▶ Data records:
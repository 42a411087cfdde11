use anyhow::{Context, Result};
use std::fs;
use std::path::{Path, PathBuf};

use crate::core::RunReport;

pub mod json_compact;

pub use json_compact::JsonGraphFormatter;

pub const SUMMARY_FILE: &str = "run_summary.json";

/// Exports both graphs and writes the run summary next to the record streams.
///
/// On failure the error is also stored in `summary.aborted`, so the caller can
/// still report everything the run produced.
pub fn publish(report: &mut RunReport, output: &Path) -> Result<Vec<PathBuf>> {
    let published = write_outputs(report, output);
    if let Err(err) = &published {
        report.summary.aborted = Some(format!("{err:#}"));
    }
    published
}

fn write_outputs(report: &RunReport, output: &Path) -> Result<Vec<PathBuf>> {
    let mut written = JsonGraphFormatter::new().export(&report.graphs, output)?;

    let path = output.join(SUMMARY_FILE);
    let json = serde_json::to_string_pretty(&report.summary)?;
    fs::write(&path, json).with_context(|| format!("writing {}", path.display()))?;
    written.push(path);
    Ok(written)
}
#[tokio::test]
async fn missing_root_is_fatal() {
    let output = tempfile::tempdir().unwrap();
    let missing = output.path().join("nope");

    let err = Pipeline::new(&missing, output.path(), config())
        .run_to_completion()
        .await
        .err()
        .unwrap();
    assert!(err.to_string().contains("input root"));
}

#[tokio::test]
async fn invalid_config_is_fatal() {
    let input = tempfile::tempdir().unwrap();
    let output = tempfile::tempdir().unwrap();
    let config = PipelineConfig {
        workers: 0,
        ..config()
    };

    let result = Pipeline::new(input.path(), output.path(), config)
        .run_to_completion()
        .await;
    assert!(result.is_err());
}

#[tokio::test]
async fn analyzed_outcomes_are_counted_per_kind() {
    let input = tempfile::tempdir().unwrap();
    let output = tempfile::tempdir().unwrap();
    write(input.path(), "web/index.html", b"<html><body><p>Hi</p></body></html>\n");
    write(input.path(), "web/app.js", b"import './util';\n");
    write(input.path(), "web/util.js", b"export const x = 1;\n");
    write(input.path(), "README.md", b"# Title\n\nSee [app](web/app.js).\n");

    let report = run(input.path(), output.path(), config()).await;

    assert_eq!(report.summary.analyzed, 4);
    assert_eq!(report.summary.by_kind[&FileKind::Javascript].files, 2);
    assert_eq!(report.summary.by_kind[&FileKind::Markdown].files, 1);
    assert_eq!(
        report.graphs.dependencies.edges(),
        vec![
            ("README.md".to_string(), "web/app.js".to_string(), 1),
            ("web/app.js".to_string(), "web/util.js".to_string(), 1),
        ]
    );
    assert_eq!(verify_stream(&output.path().join("web.jsonl")).unwrap(), 3);
}

#[tokio::test]
async fn functions_without_callers_are_still_call_graph_nodes() {
    let input = tempfile::tempdir().unwrap();
    let output = tempfile::tempdir().unwrap();
    write(input.path(), "a.py", b"import b\n");
    write(input.path(), "b.py", b"def f():\n    pass\n");
    write(input.path(), "c.css", b"@import 'b.css';\n");

    let report = run(input.path(), output.path(), config()).await;

    assert_eq!(
        report.graphs.dependencies.edges(),
        vec![("a.py".to_string(), "b.py".to_string(), 1)]
    );
    assert!(report.graphs.calls.contains("b.py::f"));
    assert!(report.graphs.calls.edges().is_empty());

    let written = records(output.path(), "root.jsonl");
    assert_eq!(written[2].unresolved_dependencies, vec!["b.css"]);
}
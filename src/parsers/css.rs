use once_cell::sync::Lazy;
use regex::Regex;
use std::sync::Arc;

use super::common::{line_at, mask_ranges, match_ranges, range_span};
use super::extract::Extraction;
use super::ner::EntityTagger;
use super::{LanguageAnalyzer, SourceFile};
use crate::core::{AnalysisRecord, FileKind};

static BLOCK_COMMENT: Lazy<Regex> =
    Lazy::new(|| Regex::new(r"(?s)/\*.*?\*/").expect("block comment regex"));
static LINE_COMMENT: Lazy<Regex> =
    Lazy::new(|| Regex::new(r"(?m)^[ \t]*//[^\n]*").expect("line comment regex"));
static AT_RULE: Lazy<Regex> =
    Lazy::new(|| Regex::new(r"@(?:import|use|forward)\s+([^;{}\n]+)").expect("at-rule regex"));
static STRING: Lazy<Regex> =
    Lazy::new(|| Regex::new(r#""([^"\n]*)"|'([^'\n]*)'"#).expect("string regex"));

/// Stylesheets: `@import`-style references, comments, quoted strings. No functions.
pub struct CssAnalyzer {
    tagger: Arc<dyn EntityTagger>,
}

impl CssAnalyzer {
    pub fn new(tagger: Arc<dyn EntityTagger>) -> Self {
        Self { tagger }
    }
}

impl LanguageAnalyzer for CssAnalyzer {
    fn analyze(&self, source: &SourceFile) -> AnalysisRecord {
        let mut out = Extraction::new();
        let lowered = source.path.to_ascii_lowercase();
        let line_comments = !lowered.ends_with(".css");
        extract_stylesheet(&source.content, 0, line_comments, &mut out);
        out.finish(source, FileKind::Css, self.tagger.as_ref())
    }

    fn kind(&self) -> FileKind {
        FileKind::Css
    }
}

/// Extracts a stylesheet (a whole file or an embedded `<style>` block) into `out`.
pub fn extract_stylesheet(
    content: &str,
    line_offset: usize,
    line_comments: bool,
    out: &mut Extraction,
) {
    let mut comments = match_ranges(&BLOCK_COMMENT, content);
    if line_comments {
        let masked = mask_ranges(content, &comments);
        comments.extend(match_ranges(&LINE_COMMENT, &masked));
    }
    comments.sort_by_key(|range| range.start);

    for range in &comments {
        out.add_comment(&content[range.clone()], range_span(content, range.clone(), line_offset));
    }

    let code = mask_ranges(content, &comments);

    for caps in AT_RULE.captures_iter(&code) {
        let Some(arguments) = caps.get(1) else {
            continue;
        };
        let span = range_span(content, arguments.range(), line_offset);
        for target in split_import_arguments(arguments.as_str()) {
            out.add_import(&target, span);
        }
    }

    for caps in STRING.captures_iter(&code) {
        if let Some(text) = caps.get(1).or_else(|| caps.get(2)) {
            out.add_string(text.as_str(), line_at(content, text.start()) + line_offset);
        }
    }
}

/// `'a.css', url("b.css") screen` ⇒ `["a.css", "b.css"]`.
fn split_import_arguments(arguments: &str) -> Vec<String> {
    arguments
        .split(',')
        .filter_map(|part| {
            let part = part.trim();
            let part = part
                .strip_prefix("url(")
                .map(|rest| rest.split(')').next().unwrap_or(rest))
                .unwrap_or(part)
                .trim();
            let target = if let Some(rest) = part.strip_prefix('"') {
                rest.split('"').next()
            } else if let Some(rest) = part.strip_prefix('\'') {
                rest.split('\'').next()
            } else {
                part.split_whitespace().next()
            }?;
            let target = target.trim();
            (!target.is_empty()).then(|| target.to_string())
        })
        .collect()
}
use anyhow::Result;
use rayon::prelude::*;
use std::path::{Path, PathBuf};
use walkdir::{DirEntry, WalkDir};

use super::classifier::Classifier;
use super::record::{module_of, FileKind};

#[derive(Debug, Clone)]
pub struct FileEntry {
    pub path: PathBuf,
    /// Root-relative, `/`-separated.
    pub relative: String,
    pub module: String,
    /// Extension-based kind, if the extension alone decides it.
    pub kind_hint: Option<FileKind>,
}

pub struct FileScanner {
    ignore_dirs: Vec<String>,
    excluded: Vec<PathBuf>,
    follow_links: bool,
}

impl FileScanner {
    pub fn new() -> Self {
        Self {
            ignore_dirs: Vec::new(),
            excluded: Vec::new(),
            follow_links: false,
        }
    }

    pub fn with_ignore_dirs(mut self, names: Vec<String>) -> Self {
        self.ignore_dirs = names;
        self
    }

    /// Directories that are never descended into, e.g. the output directory.
    pub fn with_excluded(mut self, paths: Vec<PathBuf>) -> Self {
        self.excluded = paths
            .into_iter()
            .map(|p| p.canonicalize().unwrap_or(p))
            .collect();
        self
    }

    pub fn with_follow_links(mut self, follow: bool) -> Self {
        self.follow_links = follow;
        self
    }

    pub fn scan_directory(&self, root_path: &Path, classifier: &Classifier) -> Result<Vec<FileEntry>> {
        let root = root_path
            .canonicalize()
            .unwrap_or_else(|_| root_path.to_path_buf());

        // Collect all entries first for parallel processing
        let entries: Vec<DirEntry> = WalkDir::new(&root)
            .follow_links(self.follow_links)
            .into_iter()
            .filter_entry(|entry| !self.is_skipped_dir(entry))
            .filter_map(|e| match e {
                Ok(entry) => Some(entry),
                Err(err) => {
                    tracing::warn!("Skipping unreadable directory entry: {err}");
                    None
                }
            })
            .filter(|entry| entry.file_type().is_file())
            .collect();

        let mut files: Vec<FileEntry> = entries
            .par_iter()
            .filter_map(|entry| {
                let path = entry.path();
                let relative = relative_path(&root, path)?;
                Some(FileEntry {
                    path: path.to_path_buf(),
                    module: module_of(&relative),
                    kind_hint: classifier.classify_path(path),
                    relative,
                })
            })
            .collect();

        files.sort_by(|a, b| a.relative.cmp(&b.relative));
        Ok(files)
    }

    fn is_skipped_dir(&self, entry: &DirEntry) -> bool {
        if entry.depth() == 0 || !entry.file_type().is_dir() {
            return false;
        }
        if let Some(name) = entry.file_name().to_str() {
            if self.ignore_dirs.iter().any(|ignored| ignored == name) {
                return true;
            }
        }
        if self.excluded.is_empty() {
            return false;
        }
        let path = entry
            .path()
            .canonicalize()
            .unwrap_or_else(|_| entry.path().to_path_buf());
        self.excluded.iter().any(|excluded| excluded == &path)
    }
}

impl Default for FileScanner {
    fn default() -> Self {
        Self::new()
    }
}

fn relative_path(root: &Path, path: &Path) -> Option<String> {
    let relative = path.strip_prefix(root).ok()?;
    let parts: Vec<String> = relative
        .components()
        .map(|c| c.as_os_str().to_string_lossy().into_owned())
        .collect();
    if parts.is_empty() {
        None
    } else {
        Some(parts.join("/"))
    }
}
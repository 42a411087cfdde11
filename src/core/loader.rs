use sha2::{Digest, Sha256};
use std::path::Path;

use crate::error::UnreadableReason;

/// Raw bytes of a file that passed the size ceiling.
#[derive(Debug, Clone)]
pub struct LoadedBytes {
    pub bytes: Vec<u8>,
    pub content_hash: String,
}

impl LoadedBytes {
    pub fn head(&self, limit: usize) -> &[u8] {
        &self.bytes[..self.bytes.len().min(limit)]
    }

    pub fn size(&self) -> u64 {
        self.bytes.len() as u64
    }
}

/// Reads file content off the scheduling loop, enforcing a size ceiling.
#[derive(Debug, Clone)]
pub struct ContentLoader {
    max_file_size: u64,
}

impl ContentLoader {
    pub fn new(max_file_size: u64) -> Self {
        Self { max_file_size }
    }

    pub fn max_file_size(&self) -> u64 {
        self.max_file_size
    }

    pub async fn load(&self, path: &Path) -> Result<LoadedBytes, UnreadableReason> {
        let metadata = tokio::fs::metadata(path)
            .await
            .map_err(|e| UnreadableReason::Io(e.to_string()))?;
        if metadata.len() > self.max_file_size {
            return Err(UnreadableReason::TooLarge {
                size: metadata.len(),
                limit: self.max_file_size,
            });
        }

        let bytes = tokio::fs::read(path)
            .await
            .map_err(|e| UnreadableReason::Io(e.to_string()))?;
        // The file may have grown between the stat and the read.
        if bytes.len() as u64 > self.max_file_size {
            return Err(UnreadableReason::TooLarge {
                size: bytes.len() as u64,
                limit: self.max_file_size,
            });
        }

        let content_hash = content_hash(&bytes);
        Ok(LoadedBytes {
            bytes,
            content_hash,
        })
    }
}

/// Lowercase hex SHA-256 of the raw bytes.
pub fn content_hash(bytes: &[u8]) -> String {
    let mut hasher = Sha256::new();
    hasher.update(bytes);
    format!("{:x}", hasher.finalize())
}

/// UTF-8 (BOM stripped), then UTF-16 by BOM. Anything else is not text.
pub fn decode_text(bytes: &[u8]) -> Result<String, UnreadableReason> {
    if let Some(rest) = bytes.strip_prefix(b"\xef\xbb\xbf") {
        return String::from_utf8(rest.to_vec()).map_err(|_| UnreadableReason::InvalidEncoding);
    }
    if let Some(rest) = bytes.strip_prefix(b"\xff\xfe") {
        return decode_utf16(rest, u16::from_le_bytes);
    }
    if let Some(rest) = bytes.strip_prefix(b"\xfe\xff") {
        return decode_utf16(rest, u16::from_be_bytes);
    }
    match std::str::from_utf8(bytes) {
        Ok(text) => Ok(text.to_string()),
        Err(_) => Err(UnreadableReason::InvalidEncoding),
    }
}

fn decode_utf16(bytes: &[u8], unit: fn([u8; 2]) -> u16) -> Result<String, UnreadableReason> {
    if bytes.len() % 2 != 0 {
        return Err(UnreadableReason::InvalidEncoding);
    }
    let units: Vec<u16> = bytes
        .chunks_exact(2)
        .map(|pair| unit([pair[0], pair[1]]))
        .collect();
    String::from_utf16(&units).map_err(|_| UnreadableReason::InvalidEncoding)
}
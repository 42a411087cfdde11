use dashmap::DashMap;
use serde::{Deserialize, Serialize};
use std::fs;
use std::io::{ErrorKind, Write};
use std::path::{Path, PathBuf};

use crate::core::loader::content_hash;
use crate::core::AnalysisRecord;
use crate::error::CacheError;

pub const DEFAULT_MAX_MEMORY_ENTRIES: usize = 1000;

type CacheKey = (String, String);

/// On-disk form of a cache entry. The key is stored alongside the record so a
/// file that landed under the wrong name is detected instead of trusted.
#[derive(Debug, Clone, Serialize, Deserialize)]
pub struct CacheEntry {
    pub path: String,
    pub content_hash: String,
    pub record: AnalysisRecord,
}

#[derive(Debug, Clone, PartialEq)]
pub enum CacheLookup {
    Hit(AnalysisRecord),
    Miss,
    /// A disk entry exists but cannot be used. Callers treat it as a miss.
    Corrupt(String),
}

/// Content-addressed result cache: a bounded in-memory tier in front of
/// an optional directory of bincode files.
pub struct ResultCache {
    memory_cache: DashMap<CacheKey, AnalysisRecord>,
    cache_dir: Option<PathBuf>,
    max_memory_entries: usize,
}

impl ResultCache {
    /// Opens the disk tier at `cache_dir`. A directory that cannot be created
    /// leaves the cache memory-only.
    pub fn new(cache_dir: Option<PathBuf>, max_memory_entries: usize) -> Self {
        let cache_dir = cache_dir.and_then(|dir| match fs::create_dir_all(&dir) {
            Ok(()) => Some(dir),
            Err(err) => {
                tracing::warn!(
                    "Failed to initialize disk cache at {}: {err}; using memory only",
                    dir.display()
                );
                None
            }
        });

        Self {
            memory_cache: DashMap::with_capacity(max_memory_entries.min(4096)),
            cache_dir,
            max_memory_entries: max_memory_entries.max(1),
        }
    }

    pub fn in_memory_only() -> Self {
        Self::new(None, DEFAULT_MAX_MEMORY_ENTRIES)
    }

    pub fn has_disk_tier(&self) -> bool {
        self.cache_dir.is_some()
    }

    pub fn get(&self, path: &str, hash: &str) -> CacheLookup {
        let key = (path.to_string(), hash.to_string());
        if let Some(record) = self.memory_cache.get(&key) {
            return CacheLookup::Hit(record.clone());
        }

        let Some(cache_path) = self.cache_path(path, hash) else {
            return CacheLookup::Miss;
        };

        match self.load_from_disk(&cache_path, path, hash) {
            Ok(Some(record)) => {
                self.remember(key, record.clone());
                CacheLookup::Hit(record)
            }
            Ok(None) => CacheLookup::Miss,
            Err(err) => CacheLookup::Corrupt(err.to_string()),
        }
    }

    /// Stores `record` in both tiers. Concurrent writers of the same key are
    /// last-write-wins; a reader never sees a partially written file.
    pub fn put(&self, path: &str, hash: &str, record: &AnalysisRecord) -> Result<(), CacheError> {
        self.remember((path.to_string(), hash.to_string()), record.clone());

        if let (Some(cache_dir), Some(cache_path)) =
            (self.cache_dir.as_ref(), self.cache_path(path, hash))
        {
            let entry = CacheEntry {
                path: path.to_string(),
                content_hash: hash.to_string(),
                record: record.clone(),
            };
            let data = bincode::serialize(&entry)?;
            let mut temp = tempfile::NamedTempFile::new_in(cache_dir)?;
            temp.write_all(&data)?;
            temp.persist(&cache_path).map_err(|err| err.error)?;
        }

        Ok(())
    }

    pub fn stats(&self) -> CacheStats {
        CacheStats {
            memory_entries: self.memory_cache.len(),
            disk_entries: self.disk_entry_count(),
        }
    }

    fn remember(&self, key: CacheKey, record: AnalysisRecord) {
        if self.memory_cache.len() >= self.max_memory_entries && !self.memory_cache.contains_key(&key)
        {
            if let Some(entry) = self.memory_cache.iter().next() {
                let evicted = entry.key().clone();
                drop(entry);
                self.memory_cache.remove(&evicted);
            }
        }
        self.memory_cache.insert(key, record);
    }

    fn cache_path(&self, path: &str, hash: &str) -> Option<PathBuf> {
        let cache_dir = self.cache_dir.as_ref()?;
        let digest = content_hash(format!("{path}\0{hash}").as_bytes());
        Some(cache_dir.join(format!("{digest}.bincode")))
    }

    fn load_from_disk(
        &self,
        cache_path: &Path,
        path: &str,
        hash: &str,
    ) -> Result<Option<AnalysisRecord>, CacheError> {
        let data = match fs::read(cache_path) {
            Ok(data) => data,
            Err(err) if err.kind() == ErrorKind::NotFound => return Ok(None),
            Err(err) => return Err(err.into()),
        };

        let entry: CacheEntry = bincode::deserialize(&data)?;
        if entry.path != path || entry.content_hash != hash {
            return Err(CacheError::KeyMismatch {
                stored: format!("{}@{}", entry.path, entry.content_hash),
                requested: format!("{path}@{hash}"),
            });
        }
        Ok(Some(entry.record))
    }

    fn disk_entry_count(&self) -> usize {
        self.cache_dir
            .as_ref()
            .and_then(|dir| fs::read_dir(dir).ok())
            .map(|entries| {
                entries
                    .filter_map(|e| e.ok())
                    .filter(|e| e.path().extension().is_some_and(|ext| ext == "bincode"))
                    .count()
            })
            .unwrap_or(0)
    }
}

#[derive(Debug, Clone, Copy, PartialEq, Eq)]
pub struct CacheStats {
    pub memory_entries: usize,
    pub disk_entries: usize,
}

▶ Problem description: Please, from the material above, copy only the lines from the line with "let mut hasher = Sha256::new();" up to and including the line with "pub const DEFAULT_MAX_MEMORY_ENTRIES: usize", exactly as written.

▶ Output of the task:
    let mut hasher = Sha256::new();
    hasher.update(bytes);
    format!("{:x}", hasher.finalize())
}

/// UTF-8 (BOM stripped), then UTF-16 by BOM. Anything else is not text.
pub fn decode_text(bytes: &[u8]) -> Result<String, UnreadableReason> {
    if let Some(rest) = bytes.strip_prefix(b"\xef\xbb\xbf") {
        return String::from_utf8(rest.to_vec()).map_err(|_| UnreadableReason::InvalidEncoding);
    }
    if let Some(rest) = bytes.strip_prefix(b"\xff\xfe") {
        return decode_utf16(rest, u16::from_le_bytes);
    }
    if let Some(rest) = bytes.strip_prefix(b"\xfe\xff") {
        return decode_utf16(rest, u16::from_be_bytes);
    }
    match std::str::from_utf8(bytes) {
        Ok(text) => Ok(text.to_string()),
        Err(_) => Err(UnreadableReason::InvalidEncoding),
    }
}

fn decode_utf16(bytes: &[u8], unit: fn([u8; 2]) -> u16) -> Result<String, UnreadableReason> {
    if bytes.len() % 2 != 0 {
        return Err(UnreadableReason::InvalidEncoding);
    }
    let units: Vec<u16> = bytes
        .chunks_exact(2)
        .map(|pair| unit([pair[0], pair[1]]))
        .collect();
    String::from_utf16(&units).map_err(|_| UnreadableReason::InvalidEncoding)
}
repository 42a411087cfdde11
use dashmap::DashMap;
use serde::{Deserialize, Serialize};
use std::fs;
use std::io::{ErrorKind, Write};
use std::path::{Path, PathBuf};

use crate::core::loader::content_hash;
use crate::core::AnalysisRecord;
use crate::error::CacheError;

pub const DEFAULT_MAX_MEMORY_ENTRIES: usize = 1000;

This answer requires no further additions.